Working group on GeoArchaeology

Geological and Archaeological Working Group for the development of imaging using synchrotrons and neutron sources. The new large infrastructures at LU (MAXIV and ESS) will play an important role to merge interests across faculties and move research forward. Both geology and archaeology are strongly favoured by this. To achieve this, researchers in archaeology in particular need to gain knowledge about how both synchrotron and neutron sources can be used. This working group intends to organise at least five events, one kick-off conference and 4 workshops, as well as specific campaigns for beam time.
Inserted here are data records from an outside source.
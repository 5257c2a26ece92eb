#![no_main]

use arbitrary::Arbitrary;
use bytes::Bytes;
use libfuzzer_sys::fuzz_target;
use tds_types::SqlValue;

/// Arbitrary SQL values for round-trip fuzzing.
#[derive(Debug, Arbitrary)]
enum FuzzSqlValue {
    Null,
    Bool(bool),
    TinyInt(u8),
    SmallInt(i16),
    Int(i32),
    BigInt(i64),
    Float(f32),
    Double(f64),
    String(String),
    Binary(Vec<u8>),
}

fuzz_target!(|input: FuzzSqlValue| {
    // Convert arbitrary input to SqlValue
    let value: SqlValue = match input {
        FuzzSqlValue::Null => SqlValue::Null,
        FuzzSqlValue::Bool(v) => SqlValue::Bool(v),
        FuzzSqlValue::TinyInt(v) => SqlValue::TinyInt(v),
        FuzzSqlValue::SmallInt(v) => SqlValue::SmallInt(v),
        FuzzSqlValue::Int(v) => SqlValue::Int(v),
        FuzzSqlValue::BigInt(v) => SqlValue::BigInt(v),
        FuzzSqlValue::Float(v) => SqlValue::Float(v),
        FuzzSqlValue::Double(v) => SqlValue::Double(v),
        FuzzSqlValue::String(v) => SqlValue::String(v),
        FuzzSqlValue::Binary(v) => SqlValue::Binary(Bytes::from(v)),
    };

    // Test is_null
    let _is_null = value.is_null();

    // Test debug formatting (shouldn't panic)
    let _debug = format!("{:?}", value);
});
//! Mock TDS Server Fidelity Tests
//!
//! These tests validate that the mock TDS server is properly structured and
//! produces responses that should be compatible with TDS clients.
//!
//! NOTE: Full client connectivity tests are ignored because the mock server
//! doesn't implement TLS support. The client requires TLS negotiation even with
//! Encrypt=false in most scenarios. Future work should add mock TLS support.
//!
//! Run structural tests (no SQL Server required):
//! ```bash
//! cargo test -p tds-testing --test mock_fidelity
//! ```
//!
//! Run comparison tests against real SQL Server:
//! ```bash
//! MSSQL_HOST=localhost MSSQL_USER=sa MSSQL_PASSWORD='YourStrong@Passw0rd' \
//!     cargo test -p tds-testing --test mock_fidelity -- --ignored
//! ```

use tds_protocol::types::TypeId;
use tds_testing::mock_server::{MockColumn, MockResponse, MockTdsServer, ScalarValue};

// =============================================================================
// Mock Server Structure Tests (no client connectivity required)
// =============================================================================

#[test]
fn test_mock_server_starts_and_listens() {
    let server = MockTdsServer::builder()
        .with_server_name("FidelityTest")
        .with_database("testdb")
        .build()
        .expect("Server should start");

    assert!(server.port() > 0, "Should have valid port");
    assert_eq!(server.host(), "127.0.0.1", "Should listen on localhost");
    assert_eq!(server.connection_count(), 0, "Should start with no connections");

    server.stop();
}

#[test]
fn test_mock_server_builder_configuration() {
    let server = MockTdsServer::builder()
        .with_server_name("CustomServer")
        .with_database("customdb")
        .with_response("SELECT 1", MockResponse::scalar_int(1))
        .with_response("SELECT 2", MockResponse::scalar_int(2))
        .with_default_response(MockResponse::empty())
        .build()
        .expect("Server should start");

    assert!(server.port() > 0);
    server.stop();
}

#[test]
fn test_mock_response_types() {
    // Test scalar int
    let response = MockResponse::scalar_int(42);
    match response {
        MockResponse::Scalar(ScalarValue::Int(v)) => assert_eq!(v, 42),
        _ => panic!("Expected scalar int"),
    }

    // Test scalar string
    let response = MockResponse::scalar_string("hello");
    match response {
        MockResponse::Scalar(ScalarValue::String(s)) => assert_eq!(s, "hello"),
        _ => panic!("Expected scalar string"),
    }

    // Test rows affected
    let response = MockResponse::affected(5);
    match response {
        MockResponse::RowsAffected(n) => assert_eq!(n, 5),
        _ => panic!("Expected rows affected"),
    }

    // Test error
    let response = MockResponse::error(50000, "Test error");
    match response {
        MockResponse::Error { number, message, severity } => {
            assert_eq!(number, 50000);
            assert_eq!(message, "Test error");
            assert_eq!(severity, 16);
        }
        _ => panic!("Expected error"),
    }

    // Test empty
    let response = MockResponse::empty();
    match response {
        MockResponse::RowsAffected(0) => {}
        _ => panic!("Expected empty (rows affected 0)"),
    }
}

#[test]
fn test_mock_column_constructors() {
    // Test int column
    let col = MockColumn::int("id");
    assert_eq!(col.name, "id");
    assert_eq!(col.type_id, TypeId::IntN);
    assert_eq!(col.max_length, Some(4));
    assert!(col.nullable);

    // Test bigint column
    let col = MockColumn::bigint("big_id");
    assert_eq!(col.name, "big_id");
    assert_eq!(col.type_id, TypeId::IntN);
    assert_eq!(col.max_length, Some(8));

    // Test nvarchar column
    let col = MockColumn::nvarchar("name", 50);
    assert_eq!(col.name, "name");
    assert_eq!(col.type_id, TypeId::NVarChar);
    assert_eq!(col.max_length, Some(100)); // 50 chars * 2 bytes

    // Test with_nullable
    let col = MockColumn::int("required").with_nullable(false);
    assert!(!col.nullable);
}

#[test]
fn test_mock_rows_response() {
    let columns = vec![
        MockColumn::int("id"),
        MockColumn::nvarchar("name", 50),
    ];

    let rows = vec![
        vec![ScalarValue::Int(1), ScalarValue::String("Alice".into())],
        vec![ScalarValue::Int(2), ScalarValue::String("Bob".into())],
    ];

    let response = MockResponse::rows(columns.clone(), rows.clone());
    match response {
        MockResponse::Rows { columns: cols, rows: data } => {
            assert_eq!(cols.len(), 2);
            assert_eq!(data.len(), 2);
            assert_eq!(cols[0].name, "id");
            assert_eq!(cols[1].name, "name");
        }
        _ => panic!("Expected rows response"),
    }
}

#[test]
fn test_scalar_value_types() {
    // Test all scalar value types
    let null = ScalarValue::Null;
    let bool_val = ScalarValue::Bool(true);
    let int_val = ScalarValue::Int(42);
    let bigint_val = ScalarValue::BigInt(9223372036854775807);
    let float_val = ScalarValue::Float(3.14);
    let double_val = ScalarValue::Double(2.71828);
    let string_val = ScalarValue::String("hello".into());
    let binary_val = ScalarValue::Binary(vec![0xDE, 0xAD, 0xBE, 0xEF]);

    // Verify types can be cloned and debug-printed
    let _ = format!("{:?}", null.clone());
    let _ = format!("{:?}", bool_val.clone());
    let _ = format!("{:?}", int_val.clone());
    let _ = format!("{:?}", bigint_val.clone());
    let _ = format!("{:?}", float_val.clone());
    let _ = format!("{:?}", double_val.clone());
    let _ = format!("{:?}", string_val.clone());
    let _ = format!("{:?}", binary_val.clone());
}

#[test]
fn test_multiple_mock_servers() {
    // Can run multiple mock servers simultaneously
    let server1 = MockTdsServer::builder()
        .with_server_name("Server1")
        .build()
        .expect("Server 1 should start");

    let server2 = MockTdsServer::builder()
        .with_server_name("Server2")
        .build()
        .expect("Server 2 should start");

    assert_ne!(server1.port(), server2.port(), "Should use different ports");

    server1.stop();
    server2.stop();
}

#[test]
fn test_mock_server_stop() {
    let server = MockTdsServer::builder()
        .build()
        .expect("Server should start");

    let port = server.port();
    assert!(port > 0);

    // Stopping should not panic
    server.stop();

    // Can call stop multiple times safely
    server.stop();
}

// =============================================================================
// The following tests require mock TLS support and are currently ignored
// =============================================================================

#[test]
#[ignore = "Mock server needs TLS support for client connectivity"]
fn test_mock_server_basic_connection() {
    // This test would verify full client connectivity
    // Currently blocked by lack of TLS support in mock server
}

#[test]
#[ignore = "Mock server needs TLS support for client connectivity"]
fn test_mock_server_query_response() {
    // This test would verify query execution
    // Currently blocked by lack of TLS support in mock server
}

// =============================================================================
// Comparison Tests Against Real SQL Server (require live SQL Server)
// =============================================================================

#[test]
#[ignore = "Requires SQL Server for comparison"]
fn test_compare_with_real_server() {
    // This test would compare mock and real SQL Server responses
    // Requires both mock TLS support and a running SQL Server
}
Working group on X-ray and neutron imaging applications in SOIL SCIENCEs

X-ray and neutron imaging provide opportunities to ‘see’ into generally opaque soil systems and have great potential to address important research questions in soil and, more generally, environmental sciences. It is important to promote applications of the techniques within the fields and ensure continuous collaboration between soil and beamline scientists at institutions such as MAX IV, ESS and synchrotrons around the world. Better communication and knowledge transfer could ensure exchange of advances in sample preparation techniques, efficient measurement protocols and inspiration in matching the most urgent research questions of the field with advances in analysis methods. The working group will address these needs and organize a series of international workshops which will (I) provide basic knowledge about X-ray and neutron imaging techniques for new users from soil and environmental sciences, (II) give scientific inspiration in form of application examples of different synchrotron and neutron techniques in the field, (III) help in establishing a network between soil scientists (both the ones that are already using X-ray and neutron imaging techniques and the ones that are interested in using them) and beamline scientists and (IV) lead to new collaborations. Such workshops will introduce new expertise to the community of soil scientists, namely in how X-ray and neutron imaging can be used as tools to address questions in their research.